District 26 Reps. Nancy Young Wright and Vic Williams listened to the concerns of parents and educators, and offered opinions and assurances about state budget shortfalls and education funding at a Thursday night forum.
Young Wright, a Democrat and former school board member, and Williams, a Republican, each vowed to work toward bipartisan resolution of Arizona’s budget shortfall, pegged by Williams near $3 billion for the fiscal year that begins July 1.
“Democrats are trying to come up with ideas to work with Republicans,” Young Wright said at the forum, arranged by the Concerned Arizona Residents for Education. “We may not agree with their ideas, but I don’t question their motives.”
“We’re going to have to agree in a bipartisan measure,” said Williams, particularly if tax increases requiring a two-thirds majority vote are part of a solution.
“As Republicans, we’re willing to take a look at tax hikes, but we need the Democrats” to look at budget cuts, he said.
In asking for a $1 billion tax increase last week, newly appointed Republican Gov. Jan Brewer is asking Republicans to do “things that are not within our normal sphere of political ideology,” Williams said. If Republicans are going to increase taxes, “we would look to Nancy’s party to continue to reduce spending,” he continued. “We’re going to have to compromise.”
A sales tax increase “is not something I would personally support,” Young Wright said. “We already have very high sales taxes. It hits the working poor at a much higher rate, more so than the property equalization tax. That’s not that big an impact for homeowners, but it is a big increase for large businesses.”

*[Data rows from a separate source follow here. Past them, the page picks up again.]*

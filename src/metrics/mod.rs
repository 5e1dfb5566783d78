//! Metrics sinks
//!
//! Aligned series are delivered to a time-series store as named, labeled
//! samples keyed by date. Sinks buffer everything pushed to them and only
//! talk to the store on [`MetricsSink::delete`] and [`MetricsSink::flush`].

pub mod prometheus;
pub mod victoria;

pub use prometheus::PrometheusSink;
pub use victoria::VictoriaMetricsSink;

use anyhow::{Context, Result};
use chrono::{NaiveDate, NaiveTime};
use reqwest::{Client, RequestBuilder, Url};
use rust_decimal::Decimal;
use serde::Serialize;
use std::collections::BTreeMap;
use tracing::info;

use crate::error::FinmetricsError;

/// Ordered label pairs of a series
pub type Labels = Vec<(String, String)>;

/// A named, labeled time series with one sample per date.
#[derive(Debug, Clone, PartialEq, Serialize)]
pub struct Series {
    pub name: String,
    pub labels: Labels,
    pub samples: BTreeMap<NaiveDate, Decimal>,
}

impl Series {
    pub fn new(name: impl Into<String>, labels: Labels) -> Self {
        Self {
            name: name.into(),
            labels,
            samples: BTreeMap::new(),
        }
    }

    /// `name{k="v",...}`
    pub fn selector(&self) -> String {
        let labels = self
            .labels
            .iter()
            .map(|(k, v)| format!("{}=\"{}\"", k, escape_label(v)))
            .collect::<Vec<_>>()
            .join(",");
        format!("{}{{{}}}", self.name, labels)
    }

    pub fn label(&self, key: &str) -> Option<&str> {
        self.labels
            .iter()
            .find(|(k, _)| k == key)
            .map(|(_, v)| v.as_str())
    }
}

/// Build [`Labels`] from string pairs
pub fn labels<const N: usize>(pairs: [(&str, &str); N]) -> Labels {
    pairs
        .iter()
        .map(|(k, v)| (k.to_string(), v.to_string()))
        .collect()
}

fn escape_label(value: &str) -> String {
    value.replace('\\', "\\\\").replace('"', "\\\"")
}

/// Seconds since the epoch at UTC midnight of `date`
pub fn epoch_seconds(date: NaiveDate) -> i64 {
    date.and_time(NaiveTime::MIN).and_utc().timestamp()
}

/// Destination for aligned series.
#[allow(async_fn_in_trait)]
pub trait MetricsSink {
    /// Remove stored series whose name matches the regex `pattern`
    async fn delete(&mut self, pattern: &str) -> Result<()>;

    /// Buffer a series for the next flush
    fn push(&mut self, series: &Series);

    /// Deliver everything buffered
    async fn flush(&mut self) -> Result<()>;
}

/// Replace every series matching `pattern` in the store with `series`
pub async fn publish<S: MetricsSink>(sink: &mut S, pattern: &str, series: &[Series]) -> Result<()> {
    sink.delete(pattern).await?;
    for s in series {
        sink.push(s);
    }
    sink.flush().await?;

    info!("Published {} series", series.len());
    Ok(())
}

/// POST to an admin endpoint of the store with a `match[]` name selector
async fn post_name_match(client: &Client, base_url: &str, path: &str, pattern: &str) -> Result<()> {
    let endpoint = format!("{}{}", base_url.trim_end_matches('/'), path);
    let selector = format!("{{__name__=~\"{}\"}}", pattern);
    let url = Url::parse_with_params(&endpoint, &[("match[]", selector.as_str())])
        .with_context(|| format!("Invalid metrics url {}", endpoint))?;

    send_checked(client.post(url), &endpoint).await
}

/// Send a request to the store, failing on transport errors and non-2xx replies
async fn send_checked(request: RequestBuilder, endpoint: &str) -> Result<()> {
    let response = request
        .send()
        .await
        .map_err(|e| FinmetricsError::Metrics(format!("failed to reach {}: {}", endpoint, e)))?;
    response
        .error_for_status()
        .map_err(|e| FinmetricsError::Metrics(format!("{} rejected the request: {}", endpoint, e)))?;
    Ok(())
}
//! finmetrics - hledger journals as time-series metrics
//!
//! This library aligns sparse, per-account ledger data onto regular date
//! grids, prices the commodities held, and publishes the resulting series to
//! a metrics store. It also keeps journal price directives up to date.

pub mod cli;
pub mod commodity;
pub mod config;
pub mod dispatcher;
pub mod error;
pub mod journal;
pub mod ledger;
pub mod metrics;
pub mod pricing;
pub mod reconcile;
pub mod register;
pub mod series;
pub mod utils;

The statewide county education equalization property tax, suspended by the Legislature three years ago, would generate an estimated $250 million a year if it is allowed to resume. Young Wright called on tax-paying opponents of the equalization tax to “step forward and stop pushing” against its reinstatement. The Wilson School crowd applauded.
Williams believes the state’s property tax structure is “anti-business.” Still, he said, “we want to look at in a package.”
“I’m not a big fan of sales tax,” Williams said later. “I will keep an open mind, I will be flexible, and I will compromise. I’m a proponent of anything that’s going to move us forward as a state.”
Several people in the crowd spoke about information distributed to parents in a Feb. 17 letter by Amphitheater School District Superintendent Dr. Vicki Balentine, who wrote that suggested cuts of 20 percent for the fiscal year beginning July 1 would result “in the loss of at least 200 jobs in our district.
“I do not exaggerate to tell you that this would be catastrophic for our schools and community,” Balentine wrote.
Amphitheater schools employ about 2,000 people, according to spokesman Todd Jaeger.
“There is no intent of forcing school districts to lay off 200 employees,” Williams assured the audience. “That will not happen, that will not happen. There is no budget proposal out, in the House or Senate, that would cut education spending by those numbers.”
“That’s all that’s come out,” said teacher Rhonda Ball. “We haven’t seen anything different. The districts have to start working with something.”
“A lot of this information has been a moving target,” Williams said. “It’s changing day to day.”
Young Wright was disappointed that current year cuts were voted upon at 2 a.m. before the Super Bowl. She said Democrats attempted to push amendments from the floor, among them keeping the equalization property tax, using federal stimulus money to balance the budget, short-term borrowing, and giving state employees the opportunity to pay more toward their retirement and health insurance benefits. All failed.
“We had to fix a budget that was seven months in place, a budget … that was going in debt since the day it was passed,” Williams said. “The things Nancy talked about were very last-minute, very scripted.”
Young Wright criticized school tax credits, saying they take away $90 million “that could have gone to public education. I support private education, but public education is supposed to be there” for everyone.
She in particular urged people not to allow the Legislature access to “voter-protected funds,” monies directed to specific uses by voter initiative.
“It’s very dangerous to allow us to have access to those funds,” Young Wright said. “I’m sorry to say this, but do not trust us for those funds. Do not trust us. It’s your money.”
Williams said it would be “2-3 months to craft this budget,” with “a lot of negotiations” ahead. “We’re all going to have to make sacrifices,” he said. “I’m here to look towards reasonable solutions.”
“Something has to give,” Young Wright said. “We all agree something has to give.”